> **Task item**
Copy the data exactly.
########
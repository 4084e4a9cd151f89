//! Renderer backed by charming: one grid per panel, rendered to PNG or SVG

use std::path::{Path, PathBuf};

use charming::{
    Chart, ImageRenderer,
    component::{Axis, Grid, Legend},
    element::{
        AxisLabel, AxisLine, AxisType, Color as ChartColor, ItemStyle, JsFunction,
        LineStyle as ChartLineStyle, LineStyleType, NameLocation, Orient, SplitLine, Symbol,
        TextStyle,
    },
    renderer::ImageFormat,
    series::{Line, Scatter},
};
use tracing::debug;

use super::OutputFormat;
use super::colors::{
    COLOR_AXIS, COLOR_BACKGROUND, COLOR_GRID, COLOR_TEXT, FONT_LEGEND, FONT_TICK, FONT_TITLE,
    PIXEL_RATIO,
};
use crate::error::RenderError;
use crate::layout;
use crate::render::{AxisId, FigureSize, LegendEntry, Renderer, TextExtent, estimate_text};
use crate::style::{Color, LegendPosition, LineStyle, Marker};

/// Ticks and limits collected for one axis.
///
/// ECharts places linear ticks on multiples of `interval` and adds the two
/// extent ends. Plotted coordinates are shifted by [`AxisState::origin`] so
/// those multiples fall on the computed interior ticks, and the extent is
/// pinned to the outer ticks.
#[derive(Debug, Clone, Default)]
struct AxisState {
    title: String,
    locations: Vec<f64>,
    labels: Vec<String>,
    limits: Option<(f64, f64)>,
    log: bool,
}

impl AxisState {
    fn linear_ticks(&self) -> bool {
        !self.log && self.locations.len() > 1
    }

    /// Grid spacing; clamped outer gaps are never wider than it
    fn interval(&self) -> Option<f64> {
        if !self.linear_ticks() {
            return None;
        }
        self.locations.windows(2).map(|w| w[1] - w[0]).reduce(f64::max)
    }

    /// Tick moved to zero in plotted coordinates
    fn origin(&self) -> f64 {
        if self.log {
            return 0.0;
        }
        match self.locations.as_slice() {
            [_, anchor, _, ..] => *anchor,
            [first, ..] => *first,
            [] => 0.0,
        }
    }

    /// Extent in plotted coordinates
    fn extent(&self) -> Option<(f64, f64)> {
        let origin = self.origin();
        match (self.locations.first(), self.locations.last()) {
            (Some(&first), Some(&last)) if self.linear_ticks() => {
                Some((first - origin, last - origin))
            }
            _ => self.limits.map(|(min, max)| (min - origin, max - origin)),
        }
    }

    fn shift(&self, values: &[f64]) -> Vec<f64> {
        let origin = self.origin();
        values.iter().map(|v| v - origin).collect()
    }

    fn label_formatter(&self) -> Option<JsFunction> {
        self.label_lookup()
            .map(|body| JsFunction::new_with_args("value", &body))
    }

    /// Body of a JS formatter mapping a plotted value to the label of the nearest tick
    fn label_lookup(&self) -> Option<String> {
        if self.labels.is_empty() || self.labels.len() != self.locations.len() {
            return None;
        }
        let ticks: Vec<(f64, &str)> = self
            .shift(&self.locations)
            .into_iter()
            .zip(self.labels.iter().map(String::as_str))
            .collect();
        let table = serde_json::to_string(&ticks).ok()?;
        let tolerance = self.interval().map_or(0.0, |i| i * LABEL_MATCH_TOLERANCE);
        let relative = LABEL_MATCH_TOLERANCE;
        let body = format!(
            "var ticks = {table}; var best = ''; var gap = Infinity; \
             for (var i = 0; i < ticks.length; i++) {{ \
             var d = Math.abs(ticks[i][0] - value); \
             if (d < gap) {{ gap = d; best = ticks[i][1]; }} }} \
             return gap <= {tolerance:e} + {relative:e} * Math.abs(value) ? best : '';"
        );
        Some(body)
    }
}

/// Fraction of the tick spacing within which a value takes a tick's label
const LABEL_MATCH_TOLERANCE: f64 = 1e-6;

#[derive(Debug, Clone)]
enum Mark {
    Line { style: LineStyle, width: f64 },
    Markers { shape: Marker, size: f64 },
}

/// One line or marker set waiting for its axis indices
#[derive(Debug, Clone)]
struct Trace {
    axis: AxisId,
    xs: Vec<f64>,
    ys: Vec<f64>,
    color: String,
    label: String,
    mark: Mark,
}

#[derive(Debug, Clone, Default)]
struct PanelState {
    independent: AxisState,
    primary: Option<AxisState>,
    secondary: Option<AxisState>,
    traces: Vec<Trace>,
}

/// Collects the drawing and saves it as one chart on [`Renderer::finish`]
#[derive(Debug)]
pub struct EchartsRenderer {
    path: PathBuf,
    format: OutputFormat,
    size: FigureSize,
    panels: Vec<PanelState>,
    legend: Vec<LegendEntry>,
    legend_place: Option<(LegendPosition, usize)>,
}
########
> **Solution to this problem**
repository 4084e4a9cd151f89
//! Renderer backed by charming: one grid per panel, rendered to PNG or SVG

use std::path::{Path, PathBuf};

use charming::{
    Chart, ImageRenderer,
    component::{Axis, Grid, Legend},
    element::{
        AxisLabel, AxisLine, AxisType, Color as ChartColor, ItemStyle, JsFunction,
        LineStyle as ChartLineStyle, LineStyleType, NameLocation, Orient, SplitLine, Symbol,
        TextStyle,
    },
    renderer::ImageFormat,
    series::{Line, Scatter},
};
use tracing::debug;

use super::OutputFormat;
use super::colors::{
    COLOR_AXIS, COLOR_BACKGROUND, COLOR_GRID, COLOR_TEXT, FONT_LEGEND, FONT_TICK, FONT_TITLE,
    PIXEL_RATIO,
};
use crate::error::RenderError;
use crate::layout;
use crate::render::{AxisId, FigureSize, LegendEntry, Renderer, TextExtent, estimate_text};
use crate::style::{Color, LegendPosition, LineStyle, Marker};

/// Ticks and limits collected for one axis.
///
/// ECharts places linear ticks on multiples of `interval` and adds the two
/// extent ends. Plotted coordinates are shifted by [`AxisState::origin`] so
/// those multiples fall on the computed interior ticks, and the extent is
/// pinned to the outer ticks.
#[derive(Debug, Clone, Default)]
struct AxisState {
    title: String,
    locations: Vec<f64>,
    labels: Vec<String>,
    limits: Option<(f64, f64)>,
    log: bool,
}

impl AxisState {
    fn linear_ticks(&self) -> bool {
        !self.log && self.locations.len() > 1
    }

    /// Grid spacing; clamped outer gaps are never wider than it
    fn interval(&self) -> Option<f64> {
        if !self.linear_ticks() {
            return None;
        }
        self.locations.windows(2).map(|w| w[1] - w[0]).reduce(f64::max)
    }

    /// Tick moved to zero in plotted coordinates
    fn origin(&self) -> f64 {
        if self.log {
            return 0.0;
        }
        match self.locations.as_slice() {
            [_, anchor, _, ..] => *anchor,
            [first, ..] => *first,
            [] => 0.0,
        }
    }

    /// Extent in plotted coordinates
    fn extent(&self) -> Option<(f64, f64)> {
        let origin = self.origin();
        match (self.locations.first(), self.locations.last()) {
            (Some(&first), Some(&last)) if self.linear_ticks() => {
                Some((first - origin, last - origin))
            }
            _ => self.limits.map(|(min, max)| (min - origin, max - origin)),
        }
    }

    fn shift(&self, values: &[f64]) -> Vec<f64> {
        let origin = self.origin();
        values.iter().map(|v| v - origin).collect()
    }

    fn label_formatter(&self) -> Option<JsFunction> {
        self.label_lookup()
            .map(|body| JsFunction::new_with_args("value", &body))
    }

    /// Body of a JS formatter mapping a plotted value to the label of the nearest tick
    fn label_lookup(&self) -> Option<String> {
        if self.labels.is_empty() || self.labels.len() != self.locations.len() {
            return None;
        }
        let ticks: Vec<(f64, &str)> = self
            .shift(&self.locations)
            .into_iter()
            .zip(self.labels.iter().map(String::as_str))
            .collect();
        let table = serde_json::to_string(&ticks).ok()?;
        let tolerance = self.interval().map_or(0.0, |i| i * LABEL_MATCH_TOLERANCE);
        let relative = LABEL_MATCH_TOLERANCE;
        let body = format!(
            "var ticks = {table}; var best = ''; var gap = Infinity; \
             for (var i = 0; i < ticks.length; i++) {{ \
             var d = Math.abs(ticks[i][0] - value); \
             if (d < gap) {{ gap = d; best = ticks[i][1]; }} }} \
             return gap <= {tolerance:e} + {relative:e} * Math.abs(value) ? best : '';"
        );
        Some(body)
    }
}

/// Fraction of the tick spacing within which a value takes a tick's label
const LABEL_MATCH_TOLERANCE: f64 = 1e-6;

#[derive(Debug, Clone)]
enum Mark {
    Line { style: LineStyle, width: f64 },
    Markers { shape: Marker, size: f64 },
}

/// One line or marker set waiting for its axis indices
#[derive(Debug, Clone)]
struct Trace {
    axis: AxisId,
    xs: Vec<f64>,
    ys: Vec<f64>,
    color: String,
    label: String,
    mark: Mark,
}

#[derive(Debug, Clone, Default)]
struct PanelState {
    independent: AxisState,
    primary: Option<AxisState>,
    secondary: Option<AxisState>,
    traces: Vec<Trace>,
}

/// Collects the drawing and saves it as one chart on [`Renderer::finish`]
#[derive(Debug)]
pub struct EchartsRenderer {
    path: PathBuf,
    format: OutputFormat,
    size: FigureSize,
    panels: Vec<PanelState>,
    legend: Vec<LegendEntry>,
    legend_place: Option<(LegendPosition, usize)>,
}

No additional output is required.